Born today in 1917, Papa John Creech - violinist with Jefferson Airplane and Hot Tuna. Died in 1994 (age 76).

Born on this day in 1949, Wendy O. Williams - singer with The Plasmatics. She died from self-inflicted gunshot wounds on April 6, 1998.

Born today in 1955, John McGeoch - guitar, member of Magazine. Also worked with Siouxsie And The Banshees, Armoury Show, Public Image Ltd. Died in his sleep 5th March 2004 (age 49).

Derek Frigo guitarist from 80’s glam band Enuff Z' Nuff died of a drug overdose in 2004 (age 36).


In 1955, "Billboard" reported that "The Ballad of Davy Crockett" was the most popular song in the U.S.

The National Academy of Recording Arts and Sciences (NARAS) was established in 1957. The NARAS is known for organizing the Grammy Awards.

Buddy Holly's draft notice arrived in 1958, but he was refused induction because of his 20/800 eyesight and a stomach ulcer.

In 1960, "Cathy’s Clown" by the Everly Brothers began a five-week run at #1 in the US.

In 1964, the BBC received over 8,000 postal applications for tickets for The Rolling Stones appearance on Juke Box Dury.

Elvis Presley's 'Tickle Me' movie opened nationally in 1965.

Produced by Phil Spector (as his crowing achievement), Ike & Tina Turner’s epic “River Deep Mountain High” was released in 1966. The song stiffs in the U.S. (though it enters the Top 5 in England) causing Spector to briefly retire from the music business. 1966

Herb Alpert And The Tijuana Brass went to #1 on the US album chart in 1966 with 'What Now My Love', setting a new American record with four albums in the US Top Ten. The other three were; ‘South of the Border,' ‘Going Places’ and ‘Whipped Cream and Other Delights.'

Percy Sledge started a two week run at #1 on the US singles chart in 1966 with "When A Man Loves A Woman."

All four Beatles spent the day with Bob Dylan in his room at the Mayfair hotel in London in 1966.

The Association makde their TV debut on the "Smothers Brothers Comedy Hour" on CBS in 1967.

Rolling Stone Mick Jagger and Marianne Faithfull were arrested at their London home in 1969 and charged with possession of cannabis, they were released on $85 bail.

Bassist Ronnie Lane left The Faces in 1973 and went on to form Slim Chance.

The Allman Brothers Band broke up in 1976 after Gregg Allman testified against his personal road manager in a drug case.
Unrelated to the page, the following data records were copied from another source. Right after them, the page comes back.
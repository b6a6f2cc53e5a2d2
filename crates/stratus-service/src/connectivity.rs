//! HTTP reachability as a connectivity signal.
//!
//! A headless daemon has no platform connectivity events, so the watch
//! channel is fed by the probe itself: each probe HEADs a known endpoint
//! and publishes the outcome, which the monitor's event path then observes
//! like any other connectivity change.

use std::time::Duration;

use async_trait::async_trait;
use tokio::sync::watch;
use tracing::debug;

use stratus_core::ConnectivitySignal;

const PROBE_TIMEOUT: Duration = Duration::from_secs(3);

/// Connectivity signal backed by a HEAD probe against a fixed URL.
pub struct HttpConnectivity {
    client: reqwest::Client,
    probe_url: String,
    tx: watch::Sender<bool>,
}

impl HttpConnectivity {
    /// Create a signal assuming `initial` connectivity until the first
    /// probe says otherwise.
    pub fn new(probe_url: impl Into<String>, initial: bool) -> Self {
        let (tx, _rx) = watch::channel(initial);
        Self {
            client: reqwest::Client::new(),
            probe_url: probe_url.into(),
            tx,
        }
    }
}

#[async_trait]
impl ConnectivitySignal for HttpConnectivity {
    fn connected(&self) -> bool {
        *self.tx.borrow()
    }

    fn subscribe(&self) -> watch::Receiver<bool> {
        self.tx.subscribe()
    }

    async fn probe(&self) -> bool {
        let reachable = match self
            .client
            .head(&self.probe_url)
            .timeout(PROBE_TIMEOUT)
            .send()
            .await
        {
            Ok(response) => response.status().is_success(),
            Err(e) => {
                debug!("Reachability probe failed: {}", e);
                false
            }
        };

        // Publish only actual changes so subscribers see transitions
        self.tx.send_if_modified(|current| {
            if *current != reachable {
                *current = reachable;
                true
            } else {
                false
            }
        });
        reachable
    }
}

#[cfg(test)]
mod tests {
    use super::*;

    #[tokio::test]
    async fn test_unreachable_url_probes_false() {
        // Reserved TEST-NET-1 address, nothing listens there
        let signal = HttpConnectivity::new("http://192.0.2.1/health", true);
        assert!(signal.connected());

        assert!(!signal.probe().await);
        assert!(!signal.connected());
    }

    #[tokio::test]
    async fn test_subscribers_see_probe_transitions() {
        let signal = HttpConnectivity::new("http://192.0.2.1/health", true);
        let rx = signal.subscribe();

        signal.probe().await;
        assert!(rx.has_changed().unwrap());
        assert!(!*rx.borrow());
    }
}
The band reformed in 1978.

The epic song "Barracuda" was released by Heart in 1977.

In 1977, Bruce Springsteen settled out of court with his former manager Mike Appel. The settlement allowed Springsteen to began recording again.
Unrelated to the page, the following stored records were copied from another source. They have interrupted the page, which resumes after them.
//! Local data persistence for stratus station readings.
//!
//! This crate provides SQLite-based storage for raw sensor readings, station
//! snapshots, daily summaries, and durable sync status, enabling offline
//! access when the remote data source is unreachable.
//!
//! # Features
//!
//! - Idempotent upsert of raw readings on their natural key
//! - Wholesale replacement of per-station snapshots
//! - Daily summary upserts and date-range queries
//! - Durable sync status and a small key/value state table
//! - Retention cleanup and size diagnostics
//!
//! # Example
//!
//! ```no_run
//! use stratus_store::Store;
//!
//! let store = Store::open_default()?;
//! let snapshot = store.get_station_data("S1")?;
//! # Ok::<(), stratus_store::Error>(())
//! ```

mod error;
mod schema;
mod store;

pub use error::{Error, Result};
pub use store::{Store, StoreStats};

/// Default database path following platform conventions.
///
/// - Linux: `~/.local/share/stratus/data.db`
/// - macOS: `~/Library/Application Support/stratus/data.db`
/// - Windows: `C:\Users\<user>\AppData\Local\stratus\data.db`
pub fn default_db_path() -> std::path::PathBuf {
    dirs::data_local_dir()
        .unwrap_or_else(|| std::path::PathBuf::from("."))
        .join("stratus")
        .join("data.db")
}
Also in 1977, Sting, Stewart Copeland and Andy Summers played together for the first time when they performed as part of Mike Howletts band, Strontium 90 in Paris France.

In 1982, Promoter Bill Graham staged a special Vietnam Veterans benefit concert in San Francisco starring The Jefferson Starship, The Grateful Dead and Country Joe.

Actress and singer Irene Cara started a six-week run at #1 on the US singles chart in 1983 with "Flashdance...What A Feeling." Taken from the film 'Flashdance.'

In 1983, the four day US Festival '83' took place in California, featuring The Clash, U2, David Bowie, The Pretenders, Van Halen, Stray Cats, Men At Work, Judas Priest, Stevie Nicks, Willie Nelson. INXS, Joe Walsh, Motley Crue and Ozzy Osbourne. Headlimers Van Halen received $1 million for their time and effort. Over 750,000 fans attended the festival.

Whitney Houston released her album "Whitney" in 1987.

George Michael started a three-week run at #1 on the US singles chart in 1988 with "One More Try."

Hootie & the Blowfish started a four-week run at #1 on the US album charts in 1995 with 'Cracked Rear View.' The album went on to sell over 15m copies.

In 1998 - Elton John and Bernie Taupin won an Ivor Novello Award for their re-written version of "Candle in the Wind '97."

Britney Spears was at #1 on the US album chart in 2000 with 'Oops!... I Did It Again.'

In 2006, Beck and the members of his band are accompanied on stage by marionette puppets of themselves during their headlining performance at the Sasquatch! Festival in George (about 125 miles east of Seattle), WA.

The Police launched a North American reunion tour to celebrate their 30th anniversary in 2007. The trek began in Vancouver, B.C.

In 2008, Mötley Crüe's Tommy Lee and Rapper Ludacris headline a benefit concert in L.A. for the Griffith Park Recovery Fund.